* **ASSIGNED TASK**
In the data below, find every line that has the string "application", and copy it.
--- START ---
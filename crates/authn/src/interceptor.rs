//! Request boundary helpers.
//!
//! The transport layer owns header parsing and response encoding. This
//! module gives it the two things it needs from authentication: where to
//! find the credentials in a request, and what to answer.
//!
//! ```text
//! headers ──► RequestCredentials ──► AuthGate::verify ──► Admission
//!    │ missing/empty                       │ store down        │
//!    └──────────► Reject(MalformedRequest) └─► Unavailable     └─► status + code
//! ```

use chrono::{DateTime, Utc};

use crate::{gate::AuthGate, verdict::AuthVerdict};

/// Header carrying the application key.
pub const HEADER_APP_KEY: &str = "appKey";
/// Header carrying the request timestamp.
pub const HEADER_TIMESTAMP: &str = "timestamp";
/// Header carrying the hex signature.
pub const HEADER_SIGN: &str = "sign";

/// Error code reported when the credential store is unreachable.
pub const UNAVAILABLE_CODE: &str = "SERVICE_UNAVAILABLE";

/// The three authentication fields of one request.
#[derive(Debug, Clone, PartialEq, Eq)]
pub struct RequestCredentials {
    /// Claimed application key.
    pub app_key: String,
    /// Timestamp exactly as sent.
    pub timestamp: String,
    /// Hex signature.
    pub signature: String,
}

impl RequestCredentials {
    /// Reads the credentials through `lookup`, which maps a header name to
    /// its value.
    ///
    /// Values are taken verbatim. Returns `None` if any header is absent or
    /// empty.
    ///
    /// # Examples
    ///
    /// ```
    /// use std::collections::HashMap;
    /// use dfs_common_authn::interceptor::RequestCredentials;
    ///
    /// let headers = HashMap::from([
    ///     ("appKey", "app1"),
    ///     ("timestamp", "1700000000"),
    ///     ("sign", "b37039718d6a29c2b570bd4bc3ef8a7e"),
    /// ]);
    /// let creds = RequestCredentials::from_headers(|name| headers.get(name).copied()).unwrap();
    /// assert_eq!(creds.app_key, "app1");
    /// ```
    pub fn from_headers<'a, F>(mut lookup: F) -> Option<Self>
    where
        F: FnMut(&str) -> Option<&'a str>,
    {
        let mut field =
            |name: &str| lookup(name).filter(|value| !value.is_empty()).map(str::to_owned);
        Some(Self {
            app_key: field(HEADER_APP_KEY)?,
            timestamp: field(HEADER_TIMESTAMP)?,
            signature: field(HEADER_SIGN)?,
        })
    }
}

/// What the transport should do with a request.
#[derive(Debug, Clone, PartialEq, Eq)]
#[must_use]
pub enum Admission {
    /// Authenticated; let the request through.
    Allow {
        /// The verified application key.
        app_key: String,
    },
    /// Not authenticated; answer unauthorized with the verdict's code.
    Reject {
        /// Why the request was refused.
        verdict: AuthVerdict,
    },
    /// Authentication could not be decided; answer service unavailable.
    Unavailable,
}

impl Admission {
    /// Returns `true` for [`Admission::Allow`].
    #[must_use]
    pub fn is_allowed(&self) -> bool {
        matches!(self, Self::Allow { .. })
    }

    /// HTTP status for the response: 200, 401, or 503.
    #[must_use]
    pub fn status_code(&self) -> u16 {
        match self {
            Self::Allow { .. } => 200,
            Self::Reject { .. } => 401,
            Self::Unavailable => 503,
        }
    }

    /// Error code for the response body, `None` when allowed.
    #[must_use]
    pub fn error_code(&self) -> Option<&'static str> {
        match self {
            Self::Allow { .. } => None,
            Self::Reject { verdict } => Some(verdict.code()),
            Self::Unavailable => Some(UNAVAILABLE_CODE),
        }
    }
}

/// Authenticates a request against the current wall clock.
///
/// Missing headers are rejected without calling the gate. Store failures
/// are logged at `error` and reported as [`Admission::Unavailable`].
pub async fn admit<'a, F>(gate: &AuthGate, lookup: F) -> Admission
where
    F: FnMut(&str) -> Option<&'a str>,
{
    admit_at(gate, lookup, Utc::now()).await
}

/// Authenticates a request as of `now`. See [`admit`].
pub async fn admit_at<'a, F>(gate: &AuthGate, lookup: F, now: DateTime<Utc>) -> Admission
where
    F: FnMut(&str) -> Option<&'a str>,
{
    let Some(creds) = RequestCredentials::from_headers(lookup) else {
        tracing::warn!(
            verdict = AuthVerdict::MalformedRequest.code(),
            "request missing authentication headers"
        );
        return Admission::Reject { verdict: AuthVerdict::MalformedRequest };
    };

    match gate.verify_at(&creds.app_key, &creds.timestamp, &creds.signature, now).await {
        Ok(AuthVerdict::Ok) => Admission::Allow { app_key: creds.app_key },
        Ok(verdict) => Admission::Reject { verdict },
        Err(err) => {
            tracing::error!(
                app_key = %creds.app_key,
                error = %err,
                transient = err.is_transient(),
                "authentication unavailable"
            );
            Admission::Unavailable
        },
    }
}

#[cfg(test)]
#[allow(clippy::unwrap_used, clippy::expect_used, clippy::panic)]
mod tests {
    use std::{collections::HashMap, sync::Arc};

    use dfs_common_storage::{
        CredentialStore,
        testutil::{InjectedFailure, ScriptedCredentialStore, active_record},
    };
    use rstest::rstest;

    use super::*;
    use crate::credential_cache::CredentialCache;

    const SIGN: &str = "b37039718d6a29c2b570bd4bc3ef8a7e";

    fn reference_now() -> DateTime<Utc> {
        DateTime::from_timestamp(1_700_000_060, 0).unwrap()
    }

    fn headers(app_key: &str, timestamp: &str, sign: &str) -> HashMap<String, String> {
        HashMap::from([
            (HEADER_APP_KEY.to_owned(), app_key.to_owned()),
            (HEADER_TIMESTAMP.to_owned(), timestamp.to_owned()),
            (HEADER_SIGN.to_owned(), sign.to_owned()),
        ])
    }

    fn gate() -> (Arc<ScriptedCredentialStore>, AuthGate) {
        let store =
            Arc::new(ScriptedCredentialStore::with_records([active_record("app1", "s3cr3t")]));
        let cache =
            Arc::new(CredentialCache::new(Arc::clone(&store) as Arc<dyn CredentialStore>));
        (store, AuthGate::new(cache))
    }

    #[test]
    fn test_from_headers_reads_all_three() {
        let map = headers("app1", "1700000000", SIGN);

        let creds = RequestCredentials::from_headers(|name| map.get(name).map(String::as_str));

        assert_eq!(
            creds,
            Some(RequestCredentials {
                app_key: "app1".into(),
                timestamp: "1700000000".into(),
                signature: SIGN.into(),
            })
        );
    }

    #[rstest]
    #[case::missing_key(HEADER_APP_KEY)]
    #[case::missing_timestamp(HEADER_TIMESTAMP)]
    #[case::missing_sign(HEADER_SIGN)]
    fn test_from_headers_missing(#[case] dropped: &str) {
        let mut map = headers("app1", "1700000000", SIGN);
        map.remove(dropped);

        let creds = RequestCredentials::from_headers(|name| map.get(name).map(String::as_str));

        assert!(creds.is_none());
    }

    #[test]
    fn test_from_headers_empty_value() {
        let map = headers("app1", "", SIGN);

        let creds = RequestCredentials::from_headers(|name| map.get(name).map(String::as_str));

        assert!(creds.is_none());
    }

    #[test]
    fn test_from_headers_does_not_trim() {
        let map = headers(" app1 ", "1700000000", SIGN);

        let creds =
            RequestCredentials::from_headers(|name| map.get(name).map(String::as_str)).unwrap();

        assert_eq!(creds.app_key, " app1 ");
    }

    #[tokio::test]
    async fn test_admit_allows_valid_request() {
        let (_, gate) = gate();
        let map = headers("app1", "1700000000", SIGN);

        let admission =
            admit_at(&gate, |name| map.get(name).map(String::as_str), reference_now()).await;

        assert_eq!(admission, Admission::Allow { app_key: "app1".into() });
        assert_eq!(admission.status_code(), 200);
        assert_eq!(admission.error_code(), None);
    }

    #[tokio::test]
    async fn test_admit_missing_headers_skips_gate() {
        let (store, gate) = gate();
        let map: HashMap<String, String> = HashMap::new();

        let admission = admit(&gate, |name| map.get(name).map(String::as_str)).await;

        assert_eq!(admission, Admission::Reject { verdict: AuthVerdict::MalformedRequest });
        assert_eq!(admission.status_code(), 401);
        assert_eq!(admission.error_code(), Some("AUTH_PARAM_ERROR"));
        assert_eq!(store.fetch_by_key_calls(), 0);
    }

    #[tokio::test]
    async fn test_admit_rejects_bad_signature() {
        let (_, gate) = gate();
        let map = headers("app1", "1700000000", "9e19f12795770b65e02c0fd8d2a4ba91");

        let admission =
            admit_at(&gate, |name| map.get(name).map(String::as_str), reference_now()).await;

        assert_eq!(admission.status_code(), 401);
        assert_eq!(admission.error_code(), Some("APP_AUTH_FAILURE"));
    }

    #[tokio::test]
    async fn test_admit_store_down_is_unavailable() {
        let (store, gate) = gate();
        store.fail_fetch_by_key(Some(InjectedFailure::Connection));
        let map = headers("app1", "1700000000", SIGN);

        let admission =
            admit_at(&gate, |name| map.get(name).map(String::as_str), reference_now()).await;

        assert_eq!(admission, Admission::Unavailable);
        assert_eq!(admission.status_code(), 503);
        assert_eq!(admission.error_code(), Some(UNAVAILABLE_CODE));
        assert!(!admission.is_allowed());
    }
}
--- END ---
* **REPLY**
/// Header carrying the application key.
    /// Claimed application key.
        /// The verified application key.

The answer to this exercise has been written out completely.